* Aim of the task: Take every line from the listing below that contains "NotificationStats".
** Opening Supplied material block **
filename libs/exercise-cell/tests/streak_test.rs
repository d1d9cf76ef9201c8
use chrono::{Duration, NaiveDate};

use exercise_cell::services::streak::StreakCalculator;

fn today() -> NaiveDate {
    NaiveDate::from_ymd_opt(2030, 3, 15).unwrap()
}

fn days_ago(n: i64) -> NaiveDate {
    today() - Duration::days(n)
}

#[test]
fn test_three_consecutive_days() {
    let calculator = StreakCalculator::default();
    assert_eq!(calculator.compute_streak(today(), vec![today(), days_ago(1), days_ago(2)]), 3);
}

#[test]
fn test_missing_reference_day_breaks_streak() {
    let calculator = StreakCalculator::default();
    assert_eq!(calculator.compute_streak(today(), vec![days_ago(1)]), 0);
    assert_eq!(calculator.compute_streak(today(), Vec::new()), 0);
}

#[test]
fn test_gap_stops_the_walk() {
    let calculator = StreakCalculator::default();
    let dates = vec![today(), days_ago(1), days_ago(3), days_ago(4), days_ago(5)];
    assert_eq!(calculator.compute_streak(today(), dates), 2);
}

#[test]
fn test_order_and_duplicates_do_not_matter() {
    let calculator = StreakCalculator::default();
    let dates = vec![days_ago(2), today(), days_ago(1), today(), days_ago(2)];
    assert_eq!(calculator.compute_streak(today(), dates), 3);
}

#[test]
fn test_future_dates_are_ignored() {
    let calculator = StreakCalculator::default();
    let dates = vec![today() + Duration::days(1), today()];
    assert_eq!(calculator.compute_streak(today(), dates), 1);
}

#[test]
fn test_streak_is_capped() {
    let every_day: Vec<NaiveDate> = (0..1000).map(days_ago).collect();

    assert_eq!(StreakCalculator::default().compute_streak(today(), every_day.clone()), 365);
    assert_eq!(StreakCalculator::new(30).compute_streak(today(), every_day.clone()), 30);
    assert_eq!(StreakCalculator::new(2000).compute_streak(today(), every_day), 1000);
}

#[test]
fn test_walk_stops_at_earliest_representable_date() {
    let calculator = StreakCalculator::new(10);
    assert_eq!(calculator.compute_streak(NaiveDate::MIN, vec![NaiveDate::MIN]), 1);
}
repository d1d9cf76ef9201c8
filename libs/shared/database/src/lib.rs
pub mod supabase;
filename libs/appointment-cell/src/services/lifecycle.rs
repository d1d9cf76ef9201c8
// libs/appointment-cell/src/services/lifecycle.rs
use chrono::{DateTime, Duration, NaiveDate, Utc};
use tracing::{debug, info, warn};

use shared_config::SchedulingConfig;
use shared_models::auth::User;

use crate::models::{
    Appointment, AppointmentError, AppointmentStatus, AppointmentStatusChange,
    CompleteAppointmentRequest, TimeInterval,
};

/// Status guards for appointments. Every method is pure: it inspects an
/// appointment and either rejects the action or returns the fields to write.
pub struct AppointmentLifecycleService {
    cancellation_lead: Duration,
    min_duration: Duration,
    max_duration: Duration,
    work_day: Option<TimeInterval>,
}

impl AppointmentLifecycleService {
    pub fn new(rules: &SchedulingConfig) -> Self {
        Self {
            cancellation_lead: Duration::hours(rules.cancellation_lead_hours),
            min_duration: Duration::minutes(rules.min_appointment_minutes),
            max_duration: Duration::minutes(rules.max_appointment_minutes),
            work_day: TimeInterval::new(rules.work_day_start, rules.work_day_end).ok(),
        }
    }

    /// Validates the time window of a new booking against the clinic's rules.
    pub fn validate_appointment_timing(
        &self,
        date: NaiveDate,
        interval: &TimeInterval,
        today: NaiveDate,
    ) -> Result<(), AppointmentError> {
        let duration = interval.duration();

        if duration < self.min_duration {
            return Err(AppointmentError::ValidationError(format!(
                "Appointment must be at least {} minutes long",
                self.min_duration.num_minutes()
            )));
        }

        if duration > self.max_duration {
            return Err(AppointmentError::ValidationError(format!(
                "Appointment cannot be longer than {} minutes",
                self.max_duration.num_minutes()
            )));
        }

        if date < today {
            return Err(AppointmentError::ValidationError(
                "Appointment date cannot be in the past".to_string(),
            ));
        }

        if let Some(work_day) = &self.work_day {
            if !work_day.contains(interval) {
                return Err(AppointmentError::ValidationError(format!(
                    "Appointment {} falls outside working hours {}",
                    interval, work_day
                )));
            }
        }

        Ok(())
    }

    /// `scheduled -> confirmed`. Any other source state is rejected.
    pub fn confirm(&self, appointment: &Appointment) -> Result<AppointmentStatusChange, AppointmentError> {
        debug!("Confirming appointment {} (status {})", appointment.id, appointment.status);

        if !appointment.status.can_transition_to(AppointmentStatus::Confirmed) {
            warn!("Rejected confirm of appointment {} in status {}", appointment.id, appointment.status);
            return Err(AppointmentError::InvalidStateTransition {
                action: "confirm",
                status: appointment.status,
            });
        }

        Ok(AppointmentStatusChange::to(AppointmentStatus::Confirmed))
    }

    /// Marks an appointment completed and records the treatment outcome.
    /// Only the assigned physiotherapist or staff may do this.
    pub fn complete(
        &self,
        appointment: &Appointment,
        actor: &User,
        outcome: CompleteAppointmentRequest,
    ) -> Result<AppointmentStatusChange, AppointmentError> {
        let is_assigned = actor.user_id() == Some(appointment.physiotherapist_id);
        if !is_assigned && !actor.is_admin() {
            return Err(AppointmentError::PermissionDenied(
                "Only the assigned physiotherapist can complete this appointment".to_string(),
            ));
        }

        if !appointment.status.can_transition_to(AppointmentStatus::Completed) {
            return Err(AppointmentError::InvalidStateTransition {
                action: "complete",
                status: appointment.status,
            });
        }

        info!("Appointment {} completed by {}", appointment.id, actor.id);

        Ok(AppointmentStatusChange {
            notes: outcome.notes,
            treatment_plan: outcome.treatment_plan,
            prescription: outcome.prescription,
            ..AppointmentStatusChange::to(AppointmentStatus::Completed)
        })
    }

    /// True when the appointment is still active and starts strictly more than
    /// the lead time after `now`. Appointment times are treated as UTC.
    pub fn can_be_cancelled(&self, appointment: &Appointment, now: DateTime<Utc>) -> bool {
        let Some(deadline) = now.checked_add_signed(self.cancellation_lead) else {
            return false;
        };

        appointment.status.can_transition_to(AppointmentStatus::Cancelled)
            && appointment.starts_at() > deadline.naive_utc()
    }

    pub fn cancel(
        &self,
        appointment: &Appointment,
        actor: &User,
        reason: Option<String>,
        now: DateTime<Utc>,
    ) -> Result<AppointmentStatusChange, AppointmentError> {
        if !appointment.status.can_transition_to(AppointmentStatus::Cancelled) {
            return Err(AppointmentError::NotCancellable(format!(
                "appointment is already {}",
                appointment.status
            )));
        }

        if !self.can_be_cancelled(appointment, now) {
            return Err(AppointmentError::NotCancellable(format!(
                "cancellations require at least {} hours notice",
                self.cancellation_lead.num_hours()
            )));
        }

        let cancelled_by = actor.user_id().ok_or_else(|| {
            AppointmentError::PermissionDenied("Caller has no valid user id".to_string())
        })?;

        info!("Appointment {} cancelled by {}", appointment.id, cancelled_by);

        Ok(AppointmentStatusChange {
            cancelled_by: Some(cancelled_by),
            cancellation_reason: reason.filter(|r| !r.trim().is_empty()),
            ..AppointmentStatusChange::to(AppointmentStatus::Cancelled)
        })
    }
}
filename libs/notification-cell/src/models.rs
// libs/notification-cell/src/models.rs
use std::collections::BTreeMap;

use chrono::{DateTime, Duration, Utc};
use serde::{Deserialize, Serialize};
use uuid::Uuid;

#[derive(Debug, Clone, Serialize, Deserialize)]
pub struct Notification {
    pub id: Uuid,
    pub recipient_id: Uuid,
    pub notification_type: NotificationType,
    pub title: String,
    pub message: String,
    pub related_object_id: Option<Uuid>,
    pub related_object_type: Option<String>,
    pub is_read: bool,
    pub created_at: DateTime<Utc>,
}

#[derive(Debug, Clone, Copy, Serialize, Deserialize, PartialEq, Eq, Hash, PartialOrd, Ord)]
#[serde(rename_all = "snake_case")]
pub enum NotificationType {
    Appointment,
    Message,
    Exercise,
    System,
}

impl NotificationType {
    pub const ALL: [NotificationType; 4] = [
        NotificationType::Appointment,
        NotificationType::Message,
        NotificationType::Exercise,
        NotificationType::System,
    ];

    pub fn as_str(&self) -> &'static str {
        match self {
            NotificationType::Appointment => "appointment",
            NotificationType::Message => "message",
            NotificationType::Exercise => "exercise",
            NotificationType::System => "system",
        }
    }
}

#[derive(Debug, Clone, Default, Deserialize)]
pub struct NotificationListQuery {
    pub is_read: Option<bool>,
    #[serde(rename = "type")]
    pub notification_type: Option<NotificationType>,
}

#[derive(Debug, Clone, PartialEq, Serialize, Deserialize)]
pub struct NotificationStats {
    pub total: usize,
    pub unread: usize,
    pub read: usize,
    pub recent_week: usize,
    pub by_type: BTreeMap<String, usize>,
}

impl NotificationStats {
    pub fn from_notifications(notifications: &[Notification], now: DateTime<Utc>) -> Self {
        let week_ago = now - Duration::days(7);
        let unread = notifications.iter().filter(|n| !n.is_read).count();

        let by_type = NotificationType::ALL
            .iter()
            .map(|kind| {
                let count = notifications
                    .iter()
                    .filter(|n| n.notification_type == *kind)
                    .count();
                (kind.as_str().to_string(), count)
            })
            .collect();

        Self {
            total: notifications.len(),
            unread,
            read: notifications.len() - unread,
            recent_week: notifications.iter().filter(|n| n.created_at >= week_ago).count(),
            by_type,
        }
    }
}

#[cfg(test)]
mod tests {
    use super::*;

    fn notification(kind: NotificationType, is_read: bool, age_days: i64, now: DateTime<Utc>) -> Notification {
        Notification {
            id: Uuid::new_v4(),
            recipient_id: Uuid::new_v4(),
            notification_type: kind,
            title: "t".to_string(),
            message: "m".to_string(),
            related_object_id: None,
            related_object_type: None,
            is_read,
            created_at: now - Duration::days(age_days),
        }
    }

    #[test]
    fn test_stats_breakdown() {
        let now = Utc::now();
        let notifications = vec![
            notification(NotificationType::Appointment, false, 1, now),
            notification(NotificationType::Appointment, true, 10, now),
            notification(NotificationType::Exercise, false, 3, now),
        ];

        let stats = NotificationStats::from_notifications(&notifications, now);

        assert_eq!(stats.total, 3);
        assert_eq!(stats.unread, 2);
        assert_eq!(stats.read, 1);
        assert_eq!(stats.recent_week, 2);
        assert_eq!(stats.by_type["appointment"], 2);
        assert_eq!(stats.by_type["message"], 0);
        assert_eq!(stats.by_type["exercise"], 1);
    }
}
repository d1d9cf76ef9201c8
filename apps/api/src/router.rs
use std::sync::Arc;

use axum::{
    Router,
    routing::get,
};

use appointment_cell::router::appointment_routes;
use exercise_cell::router::exercise_routes;
use notification_cell::router::notification_routes;
use shared_config::AppConfig;

pub fn create_router(state: Arc<AppConfig>) -> Router {
    Router::new()
        .route("/", get(|| async { "Physiotherapy clinic API is running!" }))
        .nest("/appointments", appointment_routes(state.clone()))
        .nest("/exercises", exercise_routes(state.clone()))
        .nest("/notifications", notification_routes(state))
}

#[cfg(test)]
mod tests {
    use super::*;

    use axum::{body::Body, http::{Request, StatusCode}};
    use shared_utils::test_utils::TestConfig;
    use tower::ServiceExt;

    #[tokio::test]
    async fn test_root_reports_running() {
        let app = create_router(TestConfig::default().to_arc());

        let response = app
            .oneshot(Request::builder().uri("/").body(Body::empty()).unwrap())
            .await
            .unwrap();

        assert_eq!(response.status(), StatusCode::OK);
    }

    #[tokio::test]
    async fn test_cells_are_mounted_behind_auth() {
        let state = TestConfig::default().to_arc();

        for uri in ["/appointments/upcoming", "/exercises/progress", "/notifications/unread"] {
            let response = create_router(state.clone())
                .oneshot(Request::builder().uri(uri).body(Body::empty()).unwrap())
                .await
                .unwrap();

            assert_eq!(response.status(), StatusCode::UNAUTHORIZED, "{}", uri);
        }
    }
}
// libs/exercise-cell/src/handlers.rs
use std::sync::Arc;

use axum::{
    extract::{Extension, Path, Query, State},
    http::StatusCode,
    Json,
};
use axum_extra::TypedHeader;
use chrono::Utc;
use headers::{authorization::Bearer, Authorization};
use serde_json::{json, Value};
use uuid::Uuid;

use shared_config::AppConfig;
use shared_models::auth::User;
use shared_models::error::AppError;

use crate::models::{
    DailyAnalyticsQuery, ProgressListQuery, RecordProgressRequest, StreakQuery, SubjectQuery,
};
use crate::services::progress::ExerciseProgressService;

#[axum::debug_handler]
pub async fn list_progress(
    State(state): State<Arc<AppConfig>>,
    TypedHeader(auth): TypedHeader<Authorization<Bearer>>,
    Extension(user): Extension<User>,
    Query(query): Query<ProgressListQuery>,
) -> Result<Json<Value>, AppError> {
    let progress_service = ExerciseProgressService::new(&state);

    let progress = progress_service
        .list_progress(&user, &query, auth.token())
        .await?;

    Ok(Json(json!({
        "progress": progress,
        "total": progress.len()
    })))
}

#[axum::debug_handler]
pub async fn record_progress(
    State(state): State<Arc<AppConfig>>,
    TypedHeader(auth): TypedHeader<Authorization<Bearer>>,
    Extension(user): Extension<User>,
    Json(request): Json<RecordProgressRequest>,
) -> Result<(StatusCode, Json<Value>), AppError> {
    let progress_service = ExerciseProgressService::new(&state);

    let progress = progress_service
        .record_progress(&user, request, Utc::now().date_naive(), auth.token())
        .await?;

    Ok((StatusCode::CREATED, Json(json!(progress))))
}

#[axum::debug_handler]
pub async fn get_progress(
    State(state): State<Arc<AppConfig>>,
    Path(progress_id): Path<Uuid>,
    TypedHeader(auth): TypedHeader<Authorization<Bearer>>,
    Extension(user): Extension<User>,
) -> Result<Json<Value>, AppError> {
    let progress_service = ExerciseProgressService::new(&state);

    let progress = progress_service
        .get_progress(&user, progress_id, auth.token())
        .await?;

    Ok(Json(json!(progress)))
}

#[axum::debug_handler]
pub async fn get_progress_stats(
    State(state): State<Arc<AppConfig>>,
    TypedHeader(auth): TypedHeader<Authorization<Bearer>>,
    Extension(user): Extension<User>,
    Query(query): Query<SubjectQuery>,
) -> Result<Json<Value>, AppError> {
    let progress_service = ExerciseProgressService::new(&state);

    let stats = progress_service
        .progress_stats(&user, query.patient_id, Utc::now().date_naive(), auth.token())
        .await?;

    Ok(Json(json!(stats)))
}

#[axum::debug_handler]
pub async fn get_streak(
    State(state): State<Arc<AppConfig>>,
    TypedHeader(auth): TypedHeader<Authorization<Bearer>>,
    Extension(user): Extension<User>,
    Query(query): Query<StreakQuery>,
) -> Result<Json<Value>, AppError> {
    let progress_service = ExerciseProgressService::new(&state);
    let reference_date = query.reference_date.unwrap_or_else(|| Utc::now().date_naive());

    let streak = progress_service
        .current_streak(&user, query.patient_id, reference_date, auth.token())
        .await?;

    Ok(Json(json!(streak)))
}

#[axum::debug_handler]
pub async fn get_daily_analytics(
    State(state): State<Arc<AppConfig>>,
    TypedHeader(auth): TypedHeader<Authorization<Bearer>>,
    Extension(user): Extension<User>,
    Query(query): Query<DailyAnalyticsQuery>,
) -> Result<Json<Value>, AppError> {
    let progress_service = ExerciseProgressService::new(&state);

    let analytics = progress_service
        .daily_analytics(
            &user,
            query.patient_id,
            query.from,
            query.to,
            Utc::now().date_naive(),
            auth.token(),
        )
        .await?;

    Ok(Json(json!(analytics)))
}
** Closing Supplied material block **
* Result of this exercise:
pub struct NotificationStats {
impl NotificationStats {
        let stats = NotificationStats::from_notifications(&notifications, now);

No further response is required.